Mary Robinson once said that the smell of fresh paint would be one of the abiding memories of her presidency. Local communities always seemed to have redecorated whatever centre or school she was visiting just before the presidential party arrived.
The smell of fresh paint, the dust of freshly laid pavements and the colours of newly planted flower beds were prominent in New Ross this week as the local authorities and shop owners busily readied the quayside for the arrival of American political royalty next weekend. The Kennedy clan are coming to town.
Four miles out the road at Dunganstown the scene was also one of dust and fresh paint as the Office of Public Works put the finishing touches to the new visitor centre at the Kennedy Homestead. Curator and Kennedy cousin Patrick Grennan and heritage interpretive designer Jack Harrison have assembled a fascinating exhibition of photographs, observations and memorabilia capturing the extraordinary journey that is the Kennedy story.
The visitor centre will be officially opened by Taoiseach Enda Kenny and Caroline Kennedy next Saturday afternoon. Later that evening they will also light an eternal flame to emigrants beside the Dunbrody famine ship at New Ross. It's all part of a series of Kennedy homecoming events as three dozen American-based Kennedys join with their local cousins, the townspeople and thousands of expected visitors to mark the 50th anniversary of John F Kennedy's visit as president in 1963.
Among the dramatic works which the town council has undertaken at the quayside in New Ross has been the erection of a statute in bronze by Ann Meldon Hugh replicating a US presidential podium at the spot where John F Kennedy spoke. Having checked the online footage of the speech and even the minutes of the relevant town council meeting from 1963 the town manager, Eamonn Hore, was able to pinpoint to within a metre the precise spot as appropriate location for the podium statute. The bronze podium has already become an attraction in its own right. On recent bright summer evenings one could see people standing behind it and having their presidential speech-making pose captured on smartphone cameras.
The full text of John F Kennedy’s speech in 1963 has been engraved on the podium top. The most striking thing about the speech is how short it was: it runs to just over 300 words. It lasted just three minutes. A press copy of the New Ross remarks preserved in the Kennedy Library in Boston shows four closely typed paragraphs which take up about two-thirds of a single A4 page. Footage of the speech in the library, and widely available online, suggests that the president’s jokes on the day were ad-libbed, but of course they were included in the advance text published to the press.

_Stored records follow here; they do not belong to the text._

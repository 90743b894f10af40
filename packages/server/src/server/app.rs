//! Application setup and router assembly.

use std::sync::Arc;

use axum::extract::Extension;
use axum::http::{header::CONTENT_TYPE, Method};
use axum::routing::{get, post};
use axum::Router;
use tower_http::cors::CorsLayer;
use tower_http::trace::TraceLayer;

use crate::kernel::ServerDeps;
use crate::server::routes::{
    by_state_handler, delete_handler, health_handler, ping_handler, register_handler,
    status_handler, submit_handler,
};

/// Shared application state
#[derive(Clone)]
pub struct AppState {
    pub deps: Arc<ServerDeps>,
}

/// Build the Axum application router
pub fn build_app(deps: Arc<ServerDeps>) -> Router {
    let state = AppState { deps };

    let cors = CorsLayer::new()
        .allow_origin(tower_http::cors::Any)
        .allow_methods([Method::GET, Method::POST, Method::DELETE])
        .allow_headers([CONTENT_TYPE]);

    Router::new()
        .route("/submit/", post(submit_handler))
        .route("/monitor/", post(register_handler))
        .route(
            "/monitor/slurm_job_id/:job_id",
            get(status_handler).delete(delete_handler),
        )
        .route("/monitor/slurm_state/:state", get(by_state_handler))
        .route("/ping", get(ping_handler))
        .route("/health", get(health_handler))
        .layer(Extension(state))
        .layer(cors)
        .layer(TraceLayer::new_for_http())
}
//! Monitoring endpoints: register externally-submitted jobs, inspect a
//! job through both the scheduler and the store, query by state, cancel.

use axum::extract::rejection::JsonRejection;
use axum::extract::{Extension, Path};
use axum::Json;
use serde::{Deserialize, Serialize};

use crate::kernel::jobs::monitor::{cancel_job, job_status, register_job};
use crate::kernel::jobs::{TaskEnvelope, TrackedJob};
use crate::kernel::slurm::{JobSnapshot, SchedulerClient, SlurmState};
use crate::server::app::AppState;
use crate::server::error::ApiError;

#[derive(Debug, Deserialize)]
#[serde(deny_unknown_fields)]
pub struct RegisterBody {
    job: RegisterJob,
}

#[derive(Debug, Serialize, Deserialize)]
#[serde(deny_unknown_fields)]
pub struct RegisterJob {
    slurm_job_id: i64,
    task: TaskEnvelope,
}

/// Register an externally-submitted job for lifecycle tracking.
pub async fn register_handler(
    Extension(state): Extension<AppState>,
    payload: Result<Json<RegisterBody>, JsonRejection>,
) -> Result<Json<RegisterJob>, ApiError> {
    let Json(body) = payload
        .map_err(|rejection| ApiError::validation(format!("invalid job body: {rejection}")))?;
    let RegisterJob { slurm_job_id, task } = body.job;
    register_job(&state.deps, slurm_job_id, task.clone()).await?;
    Ok(Json(RegisterJob { slurm_job_id, task }))
}

#[derive(Debug, Serialize)]
pub struct StatusResponse {
    scheduler: SchedulerView,
    store: Option<TrackedJob>,
}

#[derive(Debug, Serialize)]
pub struct SchedulerView {
    job_id: i64,
    state: SlurmState,
}

/// Current job state as the scheduler and the store each see it.
/// 404 only when neither source knows the id.
pub async fn status_handler(
    Extension(state): Extension<AppState>,
    Path(job_id): Path<i64>,
) -> Result<Json<StatusResponse>, ApiError> {
    let status = job_status(&state.deps, job_id).await?;
    Ok(Json(StatusResponse {
        scheduler: SchedulerView {
            job_id,
            state: status
                .snapshot
                .map(|snapshot| snapshot.state)
                .unwrap_or(SlurmState::Unknown),
        },
        store: status.record,
    }))
}

#[derive(Debug, Serialize)]
pub struct JobsResponse {
    jobs: Vec<JobSnapshot>,
}

/// All scheduler jobs currently in the given canonical state.
pub async fn by_state_handler(
    Extension(state): Extension<AppState>,
    Path(raw_state): Path<String>,
) -> Result<Json<JobsResponse>, ApiError> {
    let Some(wanted) = SlurmState::parse_known(&raw_state) else {
        return Err(ApiError::unknown_state(&raw_state));
    };
    let jobs = state
        .deps
        .scheduler
        .query_by_state(wanted)
        .await
        .map_err(|err| ApiError::internal(err.to_string()))?;
    Ok(Json(JobsResponse { jobs }))
}

/// Cancel a managed job at the scheduler and stop tracking it. Returns
/// the removed record.
pub async fn delete_handler(
    Extension(state): Extension<AppState>,
    Path(job_id): Path<i64>,
) -> Result<Json<TrackedJob>, ApiError> {
    let removed = cancel_job(&state.deps, job_id).await?;
    Ok(Json(removed))
}
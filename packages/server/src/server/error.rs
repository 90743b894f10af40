//! Translation of service errors into HTTP responses.
//!
//! Validation problems are 400s, unknown jobs are 404s, scheduler or
//! store failures outside the submit path are 500s. Bodies are always
//! `{"error": …}`, optionally with extra diagnostic fields.

use axum::http::StatusCode;
use axum::response::{IntoResponse, Response};
use axum::Json;
use serde_json::json;

use crate::kernel::jobs::monitor::MonitorError;
use crate::kernel::jobs::submit::SubmitError;
use crate::kernel::jobs::StoreError;
use crate::kernel::slurm::STATE_TABLE;

#[derive(Debug)]
pub struct ApiError {
    status: StatusCode,
    message: String,
    details: Option<serde_json::Value>,
}

impl ApiError {
    pub fn validation(message: impl Into<String>) -> Self {
        Self {
            status: StatusCode::BAD_REQUEST,
            message: message.into(),
            details: None,
        }
    }

    pub fn not_found(message: impl Into<String>) -> Self {
        Self {
            status: StatusCode::NOT_FOUND,
            message: message.into(),
            details: None,
        }
    }

    pub fn internal(message: impl Into<String>) -> Self {
        Self {
            status: StatusCode::INTERNAL_SERVER_ERROR,
            message: message.into(),
            details: None,
        }
    }

    /// 400 for an unrecognized state name, with the reference table of
    /// known states attached.
    pub fn unknown_state(raw: &str) -> Self {
        Self {
            status: StatusCode::BAD_REQUEST,
            message: format!("{raw:?} is not a known job state"),
            details: Some(json!({
                "known_states": STATE_TABLE
                    .iter()
                    .map(|info| json!({
                        "state": info.state,
                        "code": info.code,
                        "explanation": info.explanation,
                    }))
                    .collect::<Vec<_>>(),
            })),
        }
    }
}

impl IntoResponse for ApiError {
    fn into_response(self) -> Response {
        let mut body = json!({ "error": self.message });
        if let Some(details) = self.details {
            if let (Some(map), Some(extra)) = (body.as_object_mut(), details.as_object()) {
                map.extend(extra.clone());
            }
        }
        (self.status, Json(body)).into_response()
    }
}

impl From<MonitorError> for ApiError {
    fn from(err: MonitorError) -> Self {
        match err {
            MonitorError::UnknownToScheduler(_) => Self::validation(err.to_string()),
            MonitorError::NotFound(_) | MonitorError::NotTracked(_) => {
                Self::not_found(err.to_string())
            }
            MonitorError::CancelFailed(..) => Self::validation(err.to_string()),
            MonitorError::Scheduler(_) | MonitorError::Store(_) => {
                tracing::error!(error = %err, "monitor operation failed");
                Self::internal(err.to_string())
            }
        }
    }
}

impl From<SubmitError> for ApiError {
    fn from(err: SubmitError) -> Self {
        // Every submit failure is the client's 400, per the submission
        // contract; the body says why.
        Self::validation(err.to_string())
    }
}

impl From<StoreError> for ApiError {
    fn from(err: StoreError) -> Self {
        tracing::error!(error = %err, "store operation failed");
        Self::internal(err.to_string())
    }
}
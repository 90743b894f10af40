//! Periodic reconciliation of the store against the scheduler.
//!
//! Each pass walks the tracked jobs and, per job: drops records the
//! scheduler no longer recognizes, applies non-terminal state changes,
//! and on a terminal transition notifies and then deletes — in that
//! order, so a crash between the two duplicates the notification rather
//! than losing it. A single-job failure never aborts the pass.

use std::sync::Arc;
use std::time::Duration;

use anyhow::Result;
use tokio::sync::Mutex;
use tokio_cron_scheduler::{Job, JobScheduler};

use super::job::TrackedJob;
use super::store::JobStore;
use crate::kernel::deps::ServerDeps;
use crate::kernel::notify::Notifier;
use crate::kernel::slurm::SchedulerClient;

/// Counters for one completed pass.
#[derive(Debug, Default, Clone, Copy, PartialEq, Eq)]
pub struct PassStats {
    pub examined: usize,
    pub updated: usize,
    pub removed: usize,
    pub notified: usize,
    pub failed: usize,
}

#[derive(Debug, Clone, Copy, PartialEq, Eq)]
pub enum PassOutcome {
    Completed(PassStats),
    /// A previous pass was still in flight; this tick was dropped, not
    /// queued.
    Skipped,
}

pub struct Reconciler {
    store: Arc<dyn JobStore>,
    scheduler: Arc<dyn SchedulerClient>,
    notifier: Arc<dyn Notifier>,
    gate: Mutex<()>,
}

impl Reconciler {
    pub fn new(deps: &ServerDeps) -> Self {
        Self {
            store: Arc::clone(&deps.store),
            scheduler: Arc::clone(&deps.scheduler),
            notifier: Arc::clone(&deps.notifier),
            gate: Mutex::new(()),
        }
    }

    /// Run one reconciliation pass, unless one is already in flight.
    pub async fn run_once(&self) -> PassOutcome {
        let Ok(_guard) = self.gate.try_lock() else {
            tracing::debug!("reconciliation pass already in flight, skipping tick");
            return PassOutcome::Skipped;
        };

        let jobs = match self.store.all().await {
            Ok(jobs) => jobs,
            Err(err) => {
                tracing::error!(error = %err, "could not list tracked jobs, ending pass");
                return PassOutcome::Completed(PassStats {
                    failed: 1,
                    ..PassStats::default()
                });
            }
        };

        let mut stats = PassStats::default();
        for tracked in jobs {
            stats.examined += 1;
            if let Err(err) = self.reconcile_one(&tracked, &mut stats).await {
                stats.failed += 1;
                tracing::warn!(
                    job_id = tracked.job_id,
                    error = %err,
                    "reconciliation step failed, continuing pass"
                );
            }
        }

        tracing::info!(
            examined = stats.examined,
            updated = stats.updated,
            removed = stats.removed,
            notified = stats.notified,
            failed = stats.failed,
            "reconciliation pass complete"
        );
        PassOutcome::Completed(stats)
    }

    async fn reconcile_one(&self, tracked: &TrackedJob, stats: &mut PassStats) -> Result<()> {
        let Some(snapshot) = self.scheduler.query_job(tracked.job_id).await? else {
            // The scheduler forgot the job; nothing left to track.
            if self.store.delete(tracked.job_id).await? {
                stats.removed += 1;
                tracing::info!(job_id = tracked.job_id, "scheduler no longer knows job, dropped");
            }
            return Ok(());
        };

        let observed = snapshot.state;
        if observed == tracked.state {
            return Ok(());
        }

        if observed.is_terminal() {
            // Emission precedes deletion. If the transport refuses, the
            // record stays and the next pass re-emits: at-least-once.
            self.notifier
                .emit(tracked.job_id, tracked.state, observed, &tracked.task)
                .await?;
            stats.notified += 1;
            if self.store.delete(tracked.job_id).await? {
                stats.removed += 1;
            }
            tracing::info!(
                job_id = tracked.job_id,
                old_state = %tracked.state,
                new_state = %observed,
                "job reached a terminal state"
            );
        } else if self.store.update_state(tracked.job_id, observed).await? {
            stats.updated += 1;
            tracing::debug!(
                job_id = tracked.job_id,
                old_state = %tracked.state,
                new_state = %observed,
                "job state updated"
            );
        }
        Ok(())
    }
}

/// Host the reconciler on its polling interval.
pub async fn start_scheduler(
    reconciler: Arc<Reconciler>,
    interval_minutes: u64,
) -> Result<JobScheduler> {
    let scheduler = JobScheduler::new().await?;

    let period = Duration::from_secs(interval_minutes.max(1) * 60);
    let tick = Job::new_repeated_async(period, move |_uuid, _lock| {
        let reconciler = Arc::clone(&reconciler);
        Box::pin(async move {
            reconciler.run_once().await;
        })
    })?;

    scheduler.add(tick).await?;
    scheduler.start().await?;

    tracing::info!(interval_minutes, "job reconciliation scheduled");
    Ok(scheduler)
}
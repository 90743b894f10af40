//! Monitoring operations: register a job for tracking, merge the
//! scheduler and store views of a job, cancel a managed job.

use thiserror::Error;

use super::job::{TaskEnvelope, TrackedJob};
use super::store::{JobStore, StoreError};
use crate::kernel::deps::ServerDeps;
use crate::kernel::notify::Notifier;
use crate::kernel::slurm::{JobSnapshot, SchedulerClient, SchedulerError, SlurmState};

#[derive(Debug, Error)]
pub enum MonitorError {
    /// Registration of an id the scheduler does not recognize.
    #[error("job {0} is not known to the scheduler")]
    UnknownToScheduler(i64),

    /// Neither the scheduler nor the store has information for the id.
    #[error("no information for job {0}")]
    NotFound(i64),

    /// Cancellation of a job this proxy is not managing.
    #[error("job {0} is not under management")]
    NotTracked(i64),

    #[error("failed to cancel job {0}: {1}")]
    CancelFailed(i64, SchedulerError),

    #[error(transparent)]
    Scheduler(#[from] SchedulerError),

    #[error(transparent)]
    Store(#[from] StoreError),
}

/// What registration did with the job.
#[derive(Debug, Clone, Copy, PartialEq, Eq)]
pub enum RegisterOutcome {
    /// The job is now (or was already) tracked, with this observed state.
    Tracked(SlurmState),
    /// The job was already terminal on first observation: notified
    /// immediately, nothing persisted.
    AlreadyTerminal(SlurmState),
}

/// Register a job for lifecycle monitoring.
///
/// The scheduler is consulted for the current state; a job it does not
/// recognize cannot be monitored. Re-registering a tracked id is a no-op
/// success — the storage layer keeps the first record.
pub async fn register_job(
    deps: &ServerDeps,
    job_id: i64,
    task: TaskEnvelope,
) -> Result<RegisterOutcome, MonitorError> {
    let snapshot = deps
        .scheduler
        .query_job(job_id)
        .await?
        .ok_or(MonitorError::UnknownToScheduler(job_id))?;
    let observed = snapshot.state;

    if observed.is_terminal() {
        if let Err(err) = deps
            .notifier
            .emit(job_id, SlurmState::Unknown, observed, &task)
            .await
        {
            tracing::warn!(job_id, error = %err, "failed to notify already-terminal job");
        }
        tracing::info!(job_id, state = %observed, "job terminal at registration, not tracking");
        return Ok(RegisterOutcome::AlreadyTerminal(observed));
    }

    let inserted = deps
        .store
        .insert(&TrackedJob::new(job_id, observed, task))
        .await?;
    if inserted {
        tracing::info!(job_id, state = %observed, "job registered for monitoring");
    } else {
        tracing::debug!(job_id, "job already under monitoring");
    }
    Ok(RegisterOutcome::Tracked(observed))
}

/// Combined scheduler + store view of a job.
#[derive(Debug)]
pub struct JobStatus {
    pub snapshot: Option<JobSnapshot>,
    pub record: Option<TrackedJob>,
}

/// Look a job up in both sources. `NotFound` iff neither knows the id.
pub async fn job_status(deps: &ServerDeps, job_id: i64) -> Result<JobStatus, MonitorError> {
    let snapshot = deps.scheduler.query_job(job_id).await?;
    let record = deps.store.find(job_id).await?;
    if snapshot.is_none() && record.is_none() {
        return Err(MonitorError::NotFound(job_id));
    }
    Ok(JobStatus { snapshot, record })
}

/// Cancel a managed job at the scheduler, then drop its record.
///
/// Jobs not under management are refused before any scheduler call. The
/// find/take split can race a concurrent removal; losing that race
/// surfaces as `NotTracked`, which is safe either way.
pub async fn cancel_job(deps: &ServerDeps, job_id: i64) -> Result<TrackedJob, MonitorError> {
    if deps.store.find(job_id).await?.is_none() {
        return Err(MonitorError::NotTracked(job_id));
    }
    deps.scheduler
        .cancel(job_id)
        .await
        .map_err(|err| MonitorError::CancelFailed(job_id, err))?;
    let removed = deps
        .store
        .take(job_id)
        .await?
        .ok_or(MonitorError::NotTracked(job_id))?;
    tracing::info!(job_id, "cancelled job and removed it from monitoring");
    Ok(removed)
}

In these 300 words Kennedy managed to acknowledge and introduce the significant members of his travelling party, including his sisters Eunice and Jean. He joked about how if his great-grandfather had not left he might have been working in the local Albatros factory across the river or in John V Kelly's local pub across the road.
He also however made, in a subtle way, some significant points about the consequences and opportunity flowing from the Irish history of emigration. Speaking at the spot where his great-grandfather Patrick Kennedy had boarded the famine ship, the Dunbrody, in 1848 to begin his journey to America, Kennedy spoke of how it had taken 115 years and 6,000 miles for him to make the return journey. The point obvious to his audience of course was that while Patrick Kennedy in 1948 left as a peasant farmer John F Kennedy had come back in 1963 as president.
Notwithstanding the fact that the speech was short, Kennedy’s carefully chosen words and the manner of the delivery meant none of those who waited for hours to hear him felt they had been short-changed. On the contrary, several in New Ross this week described the moment as the highlight of their childhood. It is an eloquent illustration of how something memorable yet effective can be better said in a short rather than a long speech. That which is concise is more likely to be profound.
Over the course of next Thursday in Dublin and next Friday and Saturday in New Ross and in Dunganstown there will be many words spoken as national and local personalities and politicians seek to capture the relevance of John F Kennedy’s visit to Ireland in 1963. Those of us involved in putting some of the events together will be hoping to impose something approaching a 300-word limit on the speakers, at least as a general rule.
We will of course be happy to grant some leeway to members of the Kennedy family, who all seem to have inherited the gift of memorable speech-making.
On New Ross quayside next Saturday JFK’s grandson will speak from almost the same spot as Kennedy spoke from in 1963 to honour his great-grandfather. In many ways these are likely to be among the most poignant remarks of the weekend. In terms of memorable Kennedy speeches, in New Ross at least, the torch will pass on once more to another generation.